Samudera menarik napas panjang, lalu memejamkan matanya sejenak, mencoba meredam gejolak yang berkecamuk di dadanya. Tapi justru bayangan senyum Zahra tiba-tiba terlintas begitu jelas di benaknya. Senyum tenang yang ia lihat kemarin saat bertemu dengan perempuan itu.
Ia membanting kepalanya ke sandaran jok, mendesah kesal.
"Kenapa wajah itu terus muncul, kenapa wajah polos tanpa dosa itu terus berada di kepalaku?" gumamnya lirih.
Wajah Samudera mengeras lagi. Ia menepis rasa bersalah yang pelan-pelan mulai merayap dalam hatinya.
“Ini bukan tentang Zahra... ini tentang Zera. Zahra hanya alat bagi jalanku untuk menghancurkan Zera agar merasakan sakit yang sama denganku saat melihat orang yang ia sayang menderita”

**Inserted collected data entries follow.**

// SPDX-FileCopyrightText: © 2025 Phala Network <dstack@phala.network>
//
// SPDX-License-Identifier: Apache-2.0

//! Software policy digest calculation
//!
//! These reproduce what a trial session computes, so a policy can be authored
//! for a module that is not present (e.g. when wrapping a secret for import).

use std::collections::BTreeMap;

use anyhow::{bail, Result};

use crate::constants::{TpmAlgId, TpmCc, PCR_COUNT};
use crate::crypto;
use crate::error::TpmError;
use crate::marshal::Marshal;
use crate::types::TpmlPcrSelection;

/// The initial policy digest: all zeros of the digest size
pub fn empty_policy(alg: TpmAlgId) -> Vec<u8> {
    vec![0u8; alg.digest_size()]
}

/// Digest of the concatenated PCR values, in selection order
pub fn pcr_digest(alg: TpmAlgId, values: &[&[u8]]) -> Result<Vec<u8>> {
    crypto::hash(alg, values)
}

/// `H(policy || TPM_CC_PolicyPCR || pcrs || pcrDigest)`
pub fn pcr_policy_digest(
    alg: TpmAlgId,
    policy: &[u8],
    selection: &TpmlPcrSelection,
    pcr_digest: &[u8],
) -> Result<Vec<u8>> {
    crypto::hash(
        alg,
        &[
            policy,
            &TpmCc::PolicyPcr.to_u32().to_be_bytes(),
            &selection.to_bytes(),
            pcr_digest,
        ],
    )
}

/// `H(H(policy || TPM_CC_PolicySecret || authName) || policyRef)`
pub fn secret_policy_digest(
    alg: TpmAlgId,
    policy: &[u8],
    auth_name: &[u8],
    policy_ref: &[u8],
) -> Result<Vec<u8>> {
    let updated = crypto::hash(
        alg,
        &[
            policy,
            &TpmCc::PolicySecret.to_u32().to_be_bytes(),
            auth_name,
        ],
    )?;
    crypto::hash(alg, &[&updated, policy_ref])
}

/// Expected PCR values of one bank
#[derive(Debug, Clone, PartialEq, Eq)]
pub struct PcrValues {
    pub hash: TpmAlgId,
    pub values: BTreeMap<u32, Vec<u8>>,
}

impl PcrValues {
    pub fn new(hash: TpmAlgId) -> Self {
        Self {
            hash,
            values: BTreeMap::new(),
        }
    }

    /// Add a register value; the index must be a real PCR and the value a
    /// digest of the bank's algorithm.
    pub fn insert(&mut self, index: u32, value: Vec<u8>) -> Result<()> {
        if index >= PCR_COUNT {
            bail!(TpmError::malformed(format!(
                "PCR index {} out of range [0, {}]",
                index,
                PCR_COUNT - 1
            )));
        }
        if value.len() != self.hash.digest_size() {
            bail!(TpmError::malformed(format!(
                "PCR {} value is {} bytes, {:?} needs {}",
                index,
                value.len(),
                self.hash,
                self.hash.digest_size()
            )));
        }
        if self.values.insert(index, value).is_some() {
            bail!(TpmError::malformed(format!("PCR {} given twice", index)));
        }
        Ok(())
    }

    pub fn is_empty(&self) -> bool {
        self.values.is_empty()
    }

    pub fn indices(&self) -> Vec<u32> {
        self.values.keys().copied().collect()
    }

    pub fn selection(&self) -> TpmlPcrSelection {
        TpmlPcrSelection::single(self.hash, &self.indices())
    }

    /// Digest of the values in ascending index order, which is the order the
    /// module concatenates a selection
    pub fn digest(&self) -> Result<Vec<u8>> {
        let values: Vec<&[u8]> = self.values.values().map(Vec::as_slice).collect();
        pcr_digest(self.hash, &values)
    }

    /// A fresh policy with a single PolicyPCR assertion over these values
    pub fn policy_digest(&self, policy_alg: TpmAlgId) -> Result<Vec<u8>> {
        pcr_policy_digest(
            policy_alg,
            &empty_policy(policy_alg),
            &self.selection(),
            &self.digest()?,
        )
    }
}

#[cfg(test)]
mod tests {
    use super::*;
    use crate::constants::{tpm_rh, EK_AUTH_POLICY};
    use crate::types::NamedHandle;

    #[test]
    fn test_ek_policy_reproduced() {
        let endorsement = NamedHandle::permanent(tpm_rh::ENDORSEMENT);
        let digest = secret_policy_digest(
            TpmAlgId::Sha256,
            &empty_policy(TpmAlgId::Sha256),
            &endorsement.name,
            &[],
        )
        .unwrap();
        assert_eq!(digest, EK_AUTH_POLICY);
    }

    #[test]
    fn test_pcr_values_validation() {
        let mut values = PcrValues::new(TpmAlgId::Sha256);
        assert!(values.insert(24, vec![0; 32]).is_err());
        assert!(values.insert(23, vec![0; 20]).is_err());
        values.insert(23, vec![0; 32]).unwrap();
        assert!(values.insert(23, vec![1; 32]).is_err());
        assert_eq!(values.indices(), vec![23]);
    }

    #[test]
    fn test_policy_depends_on_values() {
        let mut a = PcrValues::new(TpmAlgId::Sha256);
        a.insert(23, vec![0; 32]).unwrap();
        let mut b = PcrValues::new(TpmAlgId::Sha256);
        b.insert(23, vec![1; 32]).unwrap();
        assert_ne!(
            a.policy_digest(TpmAlgId::Sha256).unwrap(),
            b.policy_digest(TpmAlgId::Sha256).unwrap()
        );
        assert_eq!(a.policy_digest(TpmAlgId::Sha256).unwrap().len(), 32);
    }
}
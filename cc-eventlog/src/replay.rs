// SPDX-FileCopyrightText: © 2025 Phala Network <dstack@phala.network>
//
// SPDX-License-Identifier: Apache-2.0

//! PCR replay of a decoded event log

use std::collections::BTreeMap;

use serde::Serialize;
use serde_human_bytes as hex_bytes;
use sha1::Sha1;
use sha2::{Digest, Sha256, Sha384, Sha512};
use tracing::debug;

use crate::tcg::{self, alg_id_to_digest_size};
use crate::tpm::TpmEvent;

/// Number of PCRs on a PC client platform
pub const PCR_COUNT: u32 = 24;

#[derive(Debug, thiserror::Error)]
pub enum ReplayError {
    #[error("event {index} (PCR {pcr}) carries no digest for algorithm 0x{alg:04x}")]
    MissingDigest { index: usize, pcr: u32, alg: u16 },
    #[error(
        "PCR {pcr} does not match the event log: expected {}, replayed {}",
        hex::encode(.expected),
        hex::encode(.replayed)
    )]
    Mismatch {
        pcr: u32,
        expected: Vec<u8>,
        replayed: Vec<u8>,
    },
    #[error("PCR {0} is out of range")]
    UnknownPcr(u32),
    #[error("unsupported digest algorithm 0x{0:04x}")]
    UnsupportedAlgorithm(u16),
    #[error("malformed event log: {0}")]
    Malformed(String),
}

/// PCR values of one bank, keyed by PCR index
#[derive(Clone, Debug, PartialEq, Eq)]
pub struct PcrBank {
    pub alg_id: u16,
    pub values: BTreeMap<u32, Vec<u8>>,
}

impl PcrBank {
    pub fn new(alg_id: u16) -> Self {
        Self {
            alg_id,
            values: BTreeMap::new(),
        }
    }

    pub fn with_value(mut self, pcr: u32, value: Vec<u8>) -> Self {
        self.insert(pcr, value);
        self
    }

    pub fn insert(&mut self, pcr: u32, value: Vec<u8>) {
        self.values.insert(pcr, value);
    }

    pub fn get(&self, pcr: u32) -> Option<&[u8]> {
        self.values.get(&pcr).map(Vec::as_slice)
    }
}

/// An event whose PCR chain has been checked against a reference bank
#[derive(Clone, Debug, Serialize)]
pub struct VerifiedEvent {
    /// Position in the event log
    pub sequence: usize,
    /// PCR index
    pub index: u32,
    pub event_type: u32,
    #[serde(skip_serializing_if = "Option::is_none")]
    pub event_type_name: Option<&'static str>,
    #[serde(with = "hex_bytes")]
    pub digest: Vec<u8>,
    #[serde(with = "hex_bytes")]
    pub data: Vec<u8>,
}

fn digest_size(alg_id: u16) -> Result<usize, ReplayError> {
    alg_id_to_digest_size(alg_id)
        .map(usize::from)
        .ok_or(ReplayError::UnsupportedAlgorithm(alg_id))
}

fn extend(alg_id: u16, acc: &[u8], digest: &[u8]) -> Result<Vec<u8>, ReplayError> {
    fn chain<D: Digest>(acc: &[u8], digest: &[u8]) -> Vec<u8> {
        let mut hasher = D::new();
        hasher.update(acc);
        hasher.update(digest);
        hasher.finalize().to_vec()
    }
    let out = match alg_id {
        tcg::TPM_ALG_SHA1 => chain::<Sha1>(acc, digest),
        tcg::TPM_ALG_SHA256 => chain::<Sha256>(acc, digest),
        tcg::TPM_ALG_SHA384 => chain::<Sha384>(acc, digest),
        tcg::TPM_ALG_SHA512 => chain::<Sha512>(acc, digest),
        _ => return Err(ReplayError::UnsupportedAlgorithm(alg_id)),
    };
    Ok(out)
}

/// Value a PCR holds after platform reset
///
/// PCR 0 starts at `0..0 || locality` when the log announces a startup
/// locality, every other PCR starts at zero.
pub fn reset_value(alg_id: u16, pcr: u32, locality: Option<u8>) -> Result<Vec<u8>, ReplayError> {
    let mut value = vec![0u8; digest_size(alg_id)?];
    if let (0, Some(locality)) = (pcr, locality) {
        if let Some(last) = value.last_mut() {
            *last = locality;
        }
    }
    Ok(value)
}

fn startup_locality(events: &[TpmEvent]) -> Option<u8> {
    events.iter().find_map(TpmEvent::startup_locality)
}

/// Replay every extended event into a fresh bank
///
/// Only PCRs that at least one event extends appear in the result.
pub fn replay(events: &[TpmEvent], alg_id: u16) -> Result<PcrBank, ReplayError> {
    let size = digest_size(alg_id)?;
    let locality = startup_locality(events);
    let mut bank = PcrBank::new(alg_id);
    for (index, event) in events.iter().enumerate() {
        if !event.is_extended_to_pcr() {
            continue;
        }
        let pcr = event.pcr_index;
        if pcr >= PCR_COUNT {
            return Err(ReplayError::UnknownPcr(pcr));
        }
        let digest = event.digest(alg_id).ok_or(ReplayError::MissingDigest {
            index,
            pcr,
            alg: alg_id,
        })?;
        if digest.len() != size {
            return Err(ReplayError::Malformed(format!(
                "event {index} has a {} byte digest, expected {size}",
                digest.len()
            )));
        }
        let acc = match bank.values.remove(&pcr) {
            Some(acc) => acc,
            None => reset_value(alg_id, pcr, locality)?,
        };
        bank.insert(pcr, extend(alg_id, &acc, digest)?);
    }
    Ok(bank)
}

/// Replay `events` and check the result against every PCR in `reference`
///
/// A reference PCR that no event extends must still hold its reset value.
/// On success the replayed events are returned in log order.
pub fn verify(events: &[TpmEvent], reference: &PcrBank) -> Result<Vec<VerifiedEvent>, ReplayError> {
    let alg_id = reference.alg_id;
    let replayed = replay(events, alg_id)?;
    let locality = startup_locality(events);
    for (&pcr, expected) in &reference.values {
        if pcr >= PCR_COUNT {
            return Err(ReplayError::UnknownPcr(pcr));
        }
        let value = match replayed.get(pcr) {
            Some(value) => value.to_vec(),
            None => reset_value(alg_id, pcr, locality)?,
        };
        if &value != expected {
            return Err(ReplayError::Mismatch {
                pcr,
                expected: expected.clone(),
                replayed: value,
            });
        }
        debug!("PCR {pcr} matches the event log");
    }

    let verified = events
        .iter()
        .enumerate()
        .filter(|(_, event)| event.is_extended_to_pcr())
        .filter_map(|(sequence, event)| {
            Some(VerifiedEvent {
                sequence,
                index: event.pcr_index,
                event_type: event.event_type,
                event_type_name: tcg::event_type_name(event.event_type),
                digest: event.digest(alg_id)?.to_vec(),
                data: event.data.clone(),
            })
        })
        .collect();
    Ok(verified)
}

#[cfg(test)]
mod tests {
    use super::*;
    use crate::tcg::TcgDigest;
    use crate::tpm::STARTUP_LOCALITY_SIGNATURE;

    fn sha256(data: &[u8]) -> Vec<u8> {
        Sha256::digest(data).to_vec()
    }

    fn event(pcr: u32, payload: &[u8]) -> TpmEvent {
        TpmEvent::new(
            pcr,
            tcg::EV_IPL,
            vec![TcgDigest {
                algo_id: tcg::TPM_ALG_SHA256,
                hash: sha256(payload),
            }],
            payload.to_vec(),
        )
    }

    fn chained(start: Vec<u8>, payloads: &[&[u8]]) -> Vec<u8> {
        payloads.iter().fold(start, |acc, payload| {
            sha256(&[acc.as_slice(), &sha256(payload)].concat())
        })
    }

    #[test]
    fn test_two_events_on_pcr0() {
        let events = vec![event(0, b"a"), event(0, b"b")];
        let expected = chained(vec![0; 32], &[b"a", b"b"]);
        let bank = PcrBank::new(tcg::TPM_ALG_SHA256).with_value(0, expected.clone());

        let verified = verify(&events, &bank).unwrap();
        assert_eq!(verified.len(), 2);
        assert_eq!(verified[0].data, b"a");
        assert_eq!(verified[1].digest, sha256(b"b"));
        assert_eq!(verified[1].event_type_name, Some("EV_IPL"));

        let replayed = replay(&events, tcg::TPM_ALG_SHA256).unwrap();
        assert_eq!(replayed.get(0), Some(expected.as_slice()));
    }

    #[test]
    fn test_mutated_digest_fails() {
        let expected = chained(vec![0; 32], &[b"a", b"b"]);
        let bank = PcrBank::new(tcg::TPM_ALG_SHA256).with_value(0, expected);

        for i in 0..2 {
            let mut events = vec![event(0, b"a"), event(0, b"b")];
            events[i].digests[0].hash[5] ^= 0x01;
            let err = verify(&events, &bank).unwrap_err();
            assert!(matches!(err, ReplayError::Mismatch { pcr: 0, .. }));
        }

        let reordered = vec![event(0, b"b"), event(0, b"a")];
        assert!(verify(&reordered, &bank).is_err());
    }

    #[test]
    fn test_startup_locality() {
        let mut data = STARTUP_LOCALITY_SIGNATURE.to_vec();
        data.push(3);
        let locality = TpmEvent::new(
            0,
            tcg::EV_NO_ACTION,
            vec![TcgDigest {
                algo_id: tcg::TPM_ALG_SHA256,
                hash: vec![0; 32],
            }],
            data,
        );
        let events = vec![locality, event(0, b"crtm")];

        let mut start = vec![0u8; 32];
        start[31] = 3;
        let bank = PcrBank::new(tcg::TPM_ALG_SHA256).with_value(0, chained(start, &[b"crtm"]));
        let verified = verify(&events, &bank).unwrap();
        assert_eq!(verified.len(), 1);
        assert_eq!(verified[0].sequence, 1);
    }

    #[test]
    fn test_untouched_pcr_must_be_reset() {
        let events = vec![event(0, b"a")];
        let bank = PcrBank::new(tcg::TPM_ALG_SHA256).with_value(7, vec![0; 32]);
        assert!(verify(&events, &bank).is_ok());

        let bank = PcrBank::new(tcg::TPM_ALG_SHA256).with_value(7, vec![1; 32]);
        assert!(matches!(
            verify(&events, &bank),
            Err(ReplayError::Mismatch { pcr: 7, .. })
        ));
    }

    #[test]
    fn test_missing_bank_and_bad_pcr() {
        let events = vec![event(0, b"a")];
        assert!(matches!(
            replay(&events, tcg::TPM_ALG_SHA1),
            Err(ReplayError::MissingDigest { index: 0, pcr: 0, .. })
        ));
        assert!(matches!(
            replay(&events, 0x99),
            Err(ReplayError::UnsupportedAlgorithm(0x99))
        ));
        assert!(matches!(
            replay(&[event(30, b"a")], tcg::TPM_ALG_SHA256),
            Err(ReplayError::UnknownPcr(30))
        ));
    }

    #[test]
    fn test_mismatch_message_is_hex() {
        let err = ReplayError::Mismatch {
            pcr: 4,
            expected: vec![0xab],
            replayed: vec![0xcd],
        };
        assert_eq!(
            err.to_string(),
            "PCR 4 does not match the event log: expected ab, replayed cd"
        );
    }
}
// SPDX-FileCopyrightText: © 2024 Phala Network <dstack@phala.network>
//
// SPDX-License-Identifier: Apache-2.0

//! A vector whose SCALE length prefix is a fixed-width integer `L` rather
//! than a compact integer, as found in TCG structures.

use core::marker::PhantomData;
use core::ops::Deref;

use scale::{Decode, Encode, Error, Input, Output};

#[derive(Clone, PartialEq, Eq)]
pub struct VecOf<L, T> {
    inner: Vec<T>,
    _len: PhantomData<L>,
}

impl<L, T> VecOf<L, T> {
    pub fn into_inner(self) -> Vec<T> {
        self.inner
    }
}

impl<L, T> Default for VecOf<L, T> {
    fn default() -> Self {
        Vec::new().into()
    }
}

impl<L, T: core::fmt::Debug> core::fmt::Debug for VecOf<L, T> {
    fn fmt(&self, f: &mut core::fmt::Formatter<'_>) -> core::fmt::Result {
        self.inner.fmt(f)
    }
}

impl<L, T> Deref for VecOf<L, T> {
    type Target = Vec<T>;

    fn deref(&self) -> &Self::Target {
        &self.inner
    }
}

impl<L, T> From<Vec<T>> for VecOf<L, T> {
    fn from(inner: Vec<T>) -> Self {
        Self {
            inner,
            _len: PhantomData,
        }
    }
}

/// The length element is accepted for symmetry with the wire layout; the
/// vector's own length is authoritative.
impl<L, T> From<(L, Vec<T>)> for VecOf<L, T> {
    fn from((_, inner): (L, Vec<T>)) -> Self {
        inner.into()
    }
}

impl<L, T> From<VecOf<L, T>> for Vec<T> {
    fn from(v: VecOf<L, T>) -> Self {
        v.inner
    }
}

impl<L, T> Decode for VecOf<L, T>
where
    L: Decode + TryInto<usize>,
    T: Decode,
{
    fn decode<I: Input>(input: &mut I) -> Result<Self, Error> {
        let len: usize = L::decode(input)?
            .try_into()
            .map_err(|_| Error::from("length prefix does not fit in usize"))?;
        // Every element takes at least one byte, so a larger count is a lie
        if let Some(remaining) = input.remaining_len()? {
            if core::mem::size_of::<T>() > 0 && len > remaining {
                return Err("length prefix exceeds input".into());
            }
        }
        let mut inner = Vec::with_capacity(len.min(4096));
        for _ in 0..len {
            inner.push(T::decode(input)?);
        }
        Ok(inner.into())
    }
}

impl<L, T> Encode for VecOf<L, T>
where
    L: Encode + TryFrom<usize>,
    T: Encode,
{
    fn encode_to<O: Output + ?Sized>(&self, dest: &mut O) {
        // A vector too long for its prefix encodes as nothing
        let len = match L::try_from(self.inner.len()) {
            Ok(len) => len,
            Err(_) => return,
        };
        len.encode_to(dest);
        for item in &self.inner {
            item.encode_to(dest);
        }
    }
}

#[cfg(test)]
mod tests {
    use super::*;

    #[test]
    fn test_fixed_width_prefix() {
        let v: VecOf<u32, u8> = vec![1, 2, 3].into();
        assert_eq!(v.encode(), vec![3, 0, 0, 0, 1, 2, 3]);

        let v: VecOf<u8, u16> = vec![0x0102].into();
        assert_eq!(v.encode(), vec![1, 0x02, 0x01]);
    }

    #[test]
    fn test_decode() {
        let v = VecOf::<u32, u8>::decode(&mut &[2, 0, 0, 0, 9, 8][..]).unwrap();
        assert_eq!(v.as_slice(), &[9, 8]);
    }

    #[test]
    fn test_oversized_prefix_rejected() {
        assert!(VecOf::<u32, u8>::decode(&mut &[0xFF, 0xFF, 0xFF, 0x7F, 1][..]).is_err());
    }
}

Samudera kembali menatap ke arah setir, menekuk bibirnya getir.
“bang Hardin, aku harus melakukan ini. Kita tidak akan tercerai berai kalau bukan karena perempuan itu. Dan ini tidak adik bagi kita bang, . Dunia membungkam kematian mu seolah tidak berarti. Dan Zera… dia masih bisa tertawa, bisa kuliah, bisa hidup dengan damai memiliki keluarga sedangkan kita hidup penuh penyesalan. Aku tidak bisa terima ini!”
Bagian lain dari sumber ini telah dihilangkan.